'''

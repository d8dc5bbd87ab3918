// Copyright 2025 John Brosnihan
//
// Licensed under the Apache License, Version 2.0 (the "License");
// you may not use this file except in compliance with the License.
// You may obtain a copy of the License at
//
//     http://www.apache.org/licenses/LICENSE-2.0
//
// Unless required by applicable law or agreed to in writing, software
// distributed under the License is distributed on an "AS IS" BASIS,
// WITHOUT WARRANTIES OR CONDITIONS OF ANY KIND, either express or implied.
// See the License for the specific language governing permissions and
// limitations under the License.
//! Per-type behavior strategies
//!
//! Entities are plain data. What an entity *does* is decided by the
//! [`Archetype`] registered for its [`EntityType`]: a [`Movement`] strategy
//! that advances kinematics and a [`Behavior`] that runs game logic, reacts
//! to collisions and describes how the entity should look. Both are trait
//! objects shared by every entity of the type, so they hold configuration
//! only, never per-entity state.

use crate::ecs::{Entity, EntityType, TickContext};
use crate::error::BehaviorError;
use crate::render::VisualState;
use std::collections::HashMap;
use std::fmt;

/// Advances an entity's kinematics for one tick
pub trait Movement {
    /// Move `entity`; runs before [`Behavior::update`]
    fn step(&self, entity: &mut Entity, ctx: &TickContext<'_>) -> Result<(), BehaviorError>;

    /// Get the name of this strategy for debugging
    fn name(&self) -> &str {
        std::any::type_name::<Self>()
    }
}

/// Game logic attached to an entity type
///
/// Every method has a no-op default.
pub trait Behavior {
    /// Per-tick logic, after movement
    fn update(&self, _entity: &mut Entity, _ctx: &mut TickContext<'_>) -> Result<(), BehaviorError> {
        Ok(())
    }

    /// Called once per overlapping pair per tick
    fn on_collision(
        &self,
        _entity: &mut Entity,
        _other: &Entity,
        _ctx: &mut TickContext<'_>,
    ) -> Result<(), BehaviorError> {
        Ok(())
    }

    /// Called when the entity enters the registry
    fn on_added(&self, _entity: &mut Entity) {}

    /// Called when the entity leaves the registry
    fn on_removed(&self, _entity: &Entity) {}

    /// Type-specific render state
    fn visual_state(&self, entity: &Entity) -> VisualState {
        VisualState::from_payload(&entity.payload)
    }

    /// Get the name of this behavior for debugging
    fn name(&self) -> &str {
        std::any::type_name::<Self>()
    }
}

/// Movement plus behavior for one entity type
pub struct Archetype {
    /// Kinematics strategy
    pub movement: Box<dyn Movement>,
    /// Logic strategy
    pub behavior: Box<dyn Behavior>,
}

impl Archetype {
    /// Pair a movement with a behavior
    pub fn new(movement: impl Movement + 'static, behavior: impl Behavior + 'static) -> Self {
        Archetype {
            movement: Box::new(movement),
            behavior: Box::new(behavior),
        }
    }
}

impl Default for Archetype {
    /// Ballistic movement, no logic
    fn default() -> Self {
        Archetype::new(
            crate::ecs::strategies::Ballistic,
            crate::ecs::strategies::Inert,
        )
    }
}

impl fmt::Debug for Archetype {
    fn fmt(&self, f: &mut fmt::Formatter<'_>) -> fmt::Result {
        f.debug_struct("Archetype")
            .field("movement", &self.movement.name())
            .field("behavior", &self.behavior.name())
            .finish()
    }
}

/// Archetype table keyed by entity type
///
/// Types without an entry fall back to [`Archetype::default`].
#[derive(Debug, Default)]
pub struct Archetypes {
    table: HashMap<EntityType, Archetype>,
    fallback: Archetype,
}

impl Archetypes {
    /// Create an empty table
    pub fn new() -> Self {
        Archetypes::default()
    }

    /// Table with the built-in game archetypes
    ///
    /// Players steer from input. Projectiles fly ballistically and deal
    /// damage. Enemies and companions drift under their own velocity. Those
    /// three track health when given an `Actor` payload and otherwise
    /// cannot be defeated. Obstacles stay put and objectives report when the
    /// player reaches them.
    pub fn standard() -> Self {
        use crate::ecs::strategies::*;

        let mut table = Archetypes::new();
        table.register(
            EntityType::PLAYER,
            Archetype::new(Steered { speed: 120.0 }, ActorLogic),
        );
        table.register(EntityType::ENEMY, Archetype::new(Ballistic, ActorLogic));
        table.register(EntityType::COMPANION, Archetype::new(Ballistic, ActorLogic));
        table.register(
            EntityType::PROJECTILE,
            Archetype::new(Ballistic, ProjectileLogic),
        );
        table.register(EntityType::OBSTACLE, Archetype::new(Stationary, Inert));
        table.register(EntityType::TRIGGER, Archetype::new(Stationary, Inert));
        table.register(EntityType::OBJECTIVE, Archetype::new(Stationary, ObjectiveLogic));
        table
    }

    /// Register or replace the archetype for a type
    pub fn register(&mut self, entity_type: EntityType, archetype: Archetype) -> Option<Archetype> {
        log::debug!(
            "archetype for {}: {} + {}",
            entity_type,
            archetype.movement.name(),
            archetype.behavior.name()
        );
        self.table.insert(entity_type, archetype)
    }

    /// Archetype used for entities of `entity_type`
    pub fn get(&self, entity_type: &EntityType) -> &Archetype {
        self.table.get(entity_type).unwrap_or(&self.fallback)
    }

    /// Whether the type has an explicit entry
    pub fn contains(&self, entity_type: &EntityType) -> bool {
        self.table.contains_key(entity_type)
    }

    /// Number of explicit entries
    pub fn len(&self) -> usize {
        self.table.len()
    }

    /// Whether there are no explicit entries
    pub fn is_empty(&self) -> bool {
        self.table.is_empty()
    }
}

'''

| Task statement |
Transcribe the material in full; every line must match exactly.

| Solution to this problem |
repository d8dc5bbd87ab3918
// Copyright 2025 John Brosnihan
//
// Licensed under the Apache License, Version 2.0 (the "License");
// you may not use this file except in compliance with the License.
// You may obtain a copy of the License at
//
//     http://www.apache.org/licenses/LICENSE-2.0
//
// Unless required by applicable law or agreed to in writing, software
// distributed under the License is distributed on an "AS IS" BASIS,
// WITHOUT WARRANTIES OR CONDITIONS OF ANY KIND, either express or implied.
// See the License for the specific language governing permissions and
// limitations under the License.
//! Per-type behavior strategies
//!
//! Entities are plain data. What an entity *does* is decided by the
//! [`Archetype`] registered for its [`EntityType`]: a [`Movement`] strategy
//! that advances kinematics and a [`Behavior`] that runs game logic, reacts
//! to collisions and describes how the entity should look. Both are trait
//! objects shared by every entity of the type, so they hold configuration
//! only, never per-entity state.

use crate::ecs::{Entity, EntityType, TickContext};
use crate::error::BehaviorError;
use crate::render::VisualState;
use std::collections::HashMap;
use std::fmt;

/// Advances an entity's kinematics for one tick
pub trait Movement {
    /// Move `entity`; runs before [`Behavior::update`]
    fn step(&self, entity: &mut Entity, ctx: &TickContext<'_>) -> Result<(), BehaviorError>;

    /// Get the name of this strategy for debugging
    fn name(&self) -> &str {
        std::any::type_name::<Self>()
    }
}

/// Game logic attached to an entity type
///
/// Every method has a no-op default.
pub trait Behavior {
    /// Per-tick logic, after movement
    fn update(&self, _entity: &mut Entity, _ctx: &mut TickContext<'_>) -> Result<(), BehaviorError> {
        Ok(())
    }

    /// Called once per overlapping pair per tick
    fn on_collision(
        &self,
        _entity: &mut Entity,
        _other: &Entity,
        _ctx: &mut TickContext<'_>,
    ) -> Result<(), BehaviorError> {
        Ok(())
    }

    /// Called when the entity enters the registry
    fn on_added(&self, _entity: &mut Entity) {}

    /// Called when the entity leaves the registry
    fn on_removed(&self, _entity: &Entity) {}

    /// Type-specific render state
    fn visual_state(&self, entity: &Entity) -> VisualState {
        VisualState::from_payload(&entity.payload)
    }

    /// Get the name of this behavior for debugging
    fn name(&self) -> &str {
        std::any::type_name::<Self>()
    }
}

/// Movement plus behavior for one entity type
pub struct Archetype {
    /// Kinematics strategy
    pub movement: Box<dyn Movement>,
    /// Logic strategy
    pub behavior: Box<dyn Behavior>,
}

impl Archetype {
    /// Pair a movement with a behavior
    pub fn new(movement: impl Movement + 'static, behavior: impl Behavior + 'static) -> Self {
        Archetype {
            movement: Box::new(movement),
            behavior: Box::new(behavior),
        }
    }
}

impl Default for Archetype {
    /// Ballistic movement, no logic
    fn default() -> Self {
        Archetype::new(
            crate::ecs::strategies::Ballistic,
            crate::ecs::strategies::Inert,
        )
    }
}

impl fmt::Debug for Archetype {
    fn fmt(&self, f: &mut fmt::Formatter<'_>) -> fmt::Result {
        f.debug_struct("Archetype")
            .field("movement", &self.movement.name())
            .field("behavior", &self.behavior.name())
            .finish()
    }
}

/// Archetype table keyed by entity type
///
/// Types without an entry fall back to [`Archetype::default`].
#[derive(Debug, Default)]
pub struct Archetypes {
    table: HashMap<EntityType, Archetype>,
    fallback: Archetype,
}

impl Archetypes {
    /// Create an empty table
    pub fn new() -> Self {
        Archetypes::default()
    }

    /// Table with the built-in game archetypes
    ///
    /// Players steer from input. Projectiles fly ballistically and deal
    /// damage. Enemies and companions drift under their own velocity. Those
    /// three track health when given an `Actor` payload and otherwise
    /// cannot be defeated. Obstacles stay put and objectives report when the
    /// player reaches them.
    pub fn standard() -> Self {
        use crate::ecs::strategies::*;

        let mut table = Archetypes::new();
        table.register(
            EntityType::PLAYER,
            Archetype::new(Steered { speed: 120.0 }, ActorLogic),
        );
        table.register(EntityType::ENEMY, Archetype::new(Ballistic, ActorLogic));
        table.register(EntityType::COMPANION, Archetype::new(Ballistic, ActorLogic));
        table.register(
            EntityType::PROJECTILE,
            Archetype::new(Ballistic, ProjectileLogic),
        );
        table.register(EntityType::OBSTACLE, Archetype::new(Stationary, Inert));
        table.register(EntityType::TRIGGER, Archetype::new(Stationary, Inert));
        table.register(EntityType::OBJECTIVE, Archetype::new(Stationary, ObjectiveLogic));
        table
    }

    /// Register or replace the archetype for a type
    pub fn register(&mut self, entity_type: EntityType, archetype: Archetype) -> Option<Archetype> {
        log::debug!(
            "archetype for {}: {} + {}",
            entity_type,
            archetype.movement.name(),
            archetype.behavior.name()
        );
        self.table.insert(entity_type, archetype)
    }

    /// Archetype used for entities of `entity_type`
    pub fn get(&self, entity_type: &EntityType) -> &Archetype {
        self.table.get(entity_type).unwrap_or(&self.fallback)
    }

    /// Whether the type has an explicit entry
    pub fn contains(&self, entity_type: &EntityType) -> bool {
        self.table.contains_key(entity_type)
    }

    /// Number of explicit entries
    pub fn len(&self) -> usize {
        self.table.len()
    }

    /// Whether there are no explicit entries
    pub fn is_empty(&self) -> bool {
        self.table.is_empty()
    }
}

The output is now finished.